GeneHopper: a web-based search engine to link gene-expression platforms through GenBank accession numbers
Genome Biology volume 4, Article number: R35 (2003)
Global gene-expression analysis is carried out using different technologies that are either array- or sequence-tag-based. To compare experiments that are performed on these different platforms, array probes and sequence tags need to be linked. An additional challenge is cross-referencing between species, to compare human profiles with those obtained in a mouse model, for example. We have developed the web-based search engine GeneHopper to link different expression resources based on UniGene clusters and HomoloGene orthologs databases of the National Center for Biotechnology Information (NCBI).

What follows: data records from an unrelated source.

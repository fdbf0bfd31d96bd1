// SPDX-License-Identifier: AGPL-3.0-or-later
// Copyright (c) 2025 ReifyDB

use std::time::Duration;

use prism_table::Schema;
use prism_type::Type;

#[derive(Debug, Clone)]
pub struct ProducerConfig {
	/// Table the producer appends to.
	pub table: String,
	/// Schema used to create the table when it is not registered yet.
	pub schema: Option<Schema>,
	/// Pause after each append.
	pub interval: Duration,
	/// Rows per appended batch.
	pub batch_size: usize,
	/// Number of batches to append; `None` runs until shutdown.
	pub iterations: Option<u64>,
}

impl Default for ProducerConfig {
	fn default() -> Self {
		Self {
			table: "data_source_one".to_string(),
			schema: Some(Schema::new([("x", Type::Int)])),
			interval: Duration::from_secs(5),
			batch_size: 10,
			iterations: Some(10),
		}
	}
}

impl ProducerConfig {
	pub fn new(table: impl Into<String>) -> Self {
		Self {
			table: table.into(),
			..Self::default()
		}
	}

	pub fn with_schema(mut self, schema: Schema) -> Self {
		self.schema = Some(schema);
		self
	}

	pub fn without_schema(mut self) -> Self {
		self.schema = None;
		self
	}

	pub fn with_interval(mut self, interval: Duration) -> Self {
		self.interval = interval;
		self
	}

	pub fn with_batch_size(mut self, batch_size: usize) -> Self {
		self.batch_size = batch_size;
		self
	}

	pub fn with_iterations(mut self, iterations: u64) -> Self {
		self.iterations = Some(iterations);
		self
	}

	pub fn unbounded(mut self) -> Self {
		self.iterations = None;
		self
	}
}
// SPDX-License-Identifier: AGPL-3.0-or-later
// Copyright (c) 2025 ReifyDB

use std::time::Duration;

use prism_sub_api::HealthStatus;
use prism_sub_producer::ProducerSubsystem;
use prism_sub_server_ws::WsSubsystem;
use prism_table::TableRegistry;
use prism_type::{Result, error, error::diagnostic::internal::internal};
use tokio::time::timeout;
use tracing::{info, warn};

use crate::subsystems::Subsystems;

#[derive(Debug, Clone)]
pub struct ServerConfig {
	pub startup_timeout: Duration,
	pub shutdown_timeout: Duration,
}

impl Default for ServerConfig {
	fn default() -> Self {
		Self {
			startup_timeout: Duration::from_secs(30),
			shutdown_timeout: Duration::from_secs(30),
		}
	}
}

impl ServerConfig {
	pub fn new() -> Self {
		Self::default()
	}

	pub fn with_startup_timeout(mut self, timeout: Duration) -> Self {
		self.startup_timeout = timeout;
		self
	}

	pub fn with_shutdown_timeout(mut self, timeout: Duration) -> Self {
		self.shutdown_timeout = timeout;
		self
	}
}

/// A table registry plus the subsystems serving it.
pub struct Server {
	config: ServerConfig,
	tables: TableRegistry,
	subsystems: Subsystems,
	running: bool,
}

impl Server {
	pub(crate) fn new(config: ServerConfig, tables: TableRegistry, subsystems: Subsystems) -> Self {
		Self {
			config,
			tables,
			subsystems,
			running: false,
		}
	}

	pub fn config(&self) -> &ServerConfig {
		&self.config
	}

	pub fn tables(&self) -> &TableRegistry {
		&self.tables
	}

	pub fn is_running(&self) -> bool {
		self.running
	}

	pub async fn start(&mut self) -> Result<()> {
		if self.running {
			return Ok(());
		}

		match timeout(self.config.startup_timeout, self.subsystems.start_all()).await {
			Ok(result) => result?,
			Err(_) => {
				self.subsystems.stop_all().await?;
				return Err(error!(internal(format!(
					"subsystems did not start within {:?}",
					self.config.startup_timeout
				))));
			}
		}

		self.running = true;
		info!("Prism server started with {} subsystems", self.subsystems.len());
		Ok(())
	}

	pub async fn stop(&mut self) -> Result<()> {
		if !self.running {
			return Ok(());
		}
		self.running = false;

		match timeout(self.config.shutdown_timeout, self.subsystems.stop_all()).await {
			Ok(result) => result?,
			Err(_) => warn!("Subsystems did not stop within {:?}", self.config.shutdown_timeout),
		}

		info!("Prism server stopped");
		Ok(())
	}

	/// Starts the server, waits for `signal`, then stops it.
	pub async fn run_until<F>(&mut self, signal: F) -> Result<()>
	where
		F: Future<Output = ()>,
	{
		self.start().await?;
		signal.await;
		self.stop().await
	}

	pub fn subsystem<T: 'static>(&self) -> Option<&T> {
		self.subsystems.get::<T>()
	}

	pub fn ws(&self) -> Option<&WsSubsystem> {
		self.subsystem::<WsSubsystem>()
	}

	pub fn producers(&self) -> impl Iterator<Item = &ProducerSubsystem> {
		self.subsystems.all::<ProducerSubsystem>()
	}

	pub fn subsystem_names(&self) -> Vec<&'static str> {
		self.subsystems.names()
	}

	pub fn health(&self) -> Vec<(&'static str, HealthStatus)> {
		self.subsystems.health()
	}
}
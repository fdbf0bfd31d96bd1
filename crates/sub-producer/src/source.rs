// SPDX-License-Identifier: AGPL-3.0-or-later
// Copyright (c) 2025 ReifyDB

use chrono::{DateTime, Days, NaiveDate};
use prism_table::{RowBatch, Schema};
use prism_type::{
	ColumnData, Result, Type, Value, error::diagnostic::table::malformed_batch, return_error,
};

/// Supplies the batch appended on each producer iteration.
pub trait BatchSource: Send + Sync + 'static {
	/// Checks the source against the target schema before the first iteration.
	fn prepare(&mut self, _schema: &Schema) -> Result<()> {
		Ok(())
	}

	fn next_batch(&mut self, iteration: u64, schema: &Schema) -> Result<RowBatch>;
}

/// Appends consecutive integers: iteration `i` carries `[i * size, (i + 1) * size)`.
///
/// The first integer column receives the sequence; every other column gets a value
/// derived from the same number.
#[derive(Debug, Clone)]
pub struct SequenceSource {
	batch_size: usize,
}

impl SequenceSource {
	pub fn new(batch_size: usize) -> Self {
		Self {
			batch_size,
		}
	}
}

impl BatchSource for SequenceSource {
	fn prepare(&mut self, schema: &Schema) -> Result<()> {
		if !schema.columns().iter().any(|c| c.r#type == Type::Int) {
			return_error!(malformed_batch("sequence producer needs an integer column"));
		}
		Ok(())
	}

	fn next_batch(&mut self, iteration: u64, schema: &Schema) -> Result<RowBatch> {
		let size = self.batch_size as i64;
		let start = iteration as i64 * size;

		let mut batch = RowBatch::new();
		for column in schema.columns() {
			let mut data = ColumnData::with_capacity(column.r#type, self.batch_size);
			for n in start..start + size {
				data.push_value(derive(column.r#type, n))?;
			}
			batch.push_column(column.name.clone(), data);
		}
		Ok(batch)
	}
}

fn derive(ty: Type, n: i64) -> Value {
	match ty {
		Type::Int => Value::Int(n),
		Type::Float => Value::Float(n as f64),
		Type::Utf8 => Value::Utf8(n.to_string()),
		Type::Boolean => Value::Boolean(n % 2 == 0),
		Type::DateTime => Value::DateTime(DateTime::from_timestamp_millis(n * 1000).unwrap_or_default()),
		Type::Date => Value::Date(
			NaiveDate::default().checked_add_days(Days::new(n.unsigned_abs())).unwrap_or_default(),
		),
	}
}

Genome-wide analysis of gene expression provides insight into the transcriptional state of a cell or tissue sample, measuring RNA levels for thousands of genes in parallel. Among the most commonly applied technologies are photolithographically synthesized oligonucleotide chips , printed microarrays using cDNA probes or oligonucleotides [2–5], and serial analysis of gene expression (SAGE) . Array-based technologies measure hybridization signal intensities in one or two channels for each array feature or probe, resulting in absolute or relative information about the expression levels of the corresponding transcripts in the samples. Array probes are produced by polymerase chain reaction (PCR) amplification of selected cDNAs or designed on the basis of cDNA or gene sequence information. SAGE results in quantitative information connected to 10-14 base-pair (bp) sequence tags derived from the 3' ends of transcripts.
Expressed sequence tag (EST) sequencing projects have generated millions of cDNA sequences for human, mouse and other organisms that are identified by an accession number in databases such as GenBank. To group these individual sequence reads into sets representing one transcript, several efforts to cluster the ESTs were developed [7–9]. UniGene, developed at the National Center for Biotechnology Information (NCBI) , automatically clusters ESTs derived from one organism on the basis of sequence homology, generating a nonredundant set of clusters representing (parts of) transcripts . As GenBank is growing, the clustering is carried out regularly, resulting in new so-called UniGene builds. A number of commercial cDNA clone libraries and commercial chip formats are based on UniGene clusters (including [11, 12]). In general, a sequence-specific identifier (GenBank accession number) serves as a reference to the array probe sequence. Likewise, SAGE tags, which are unique for each transcript, are mapped to UniGene clusters and GenBank accession numbers [13, 14].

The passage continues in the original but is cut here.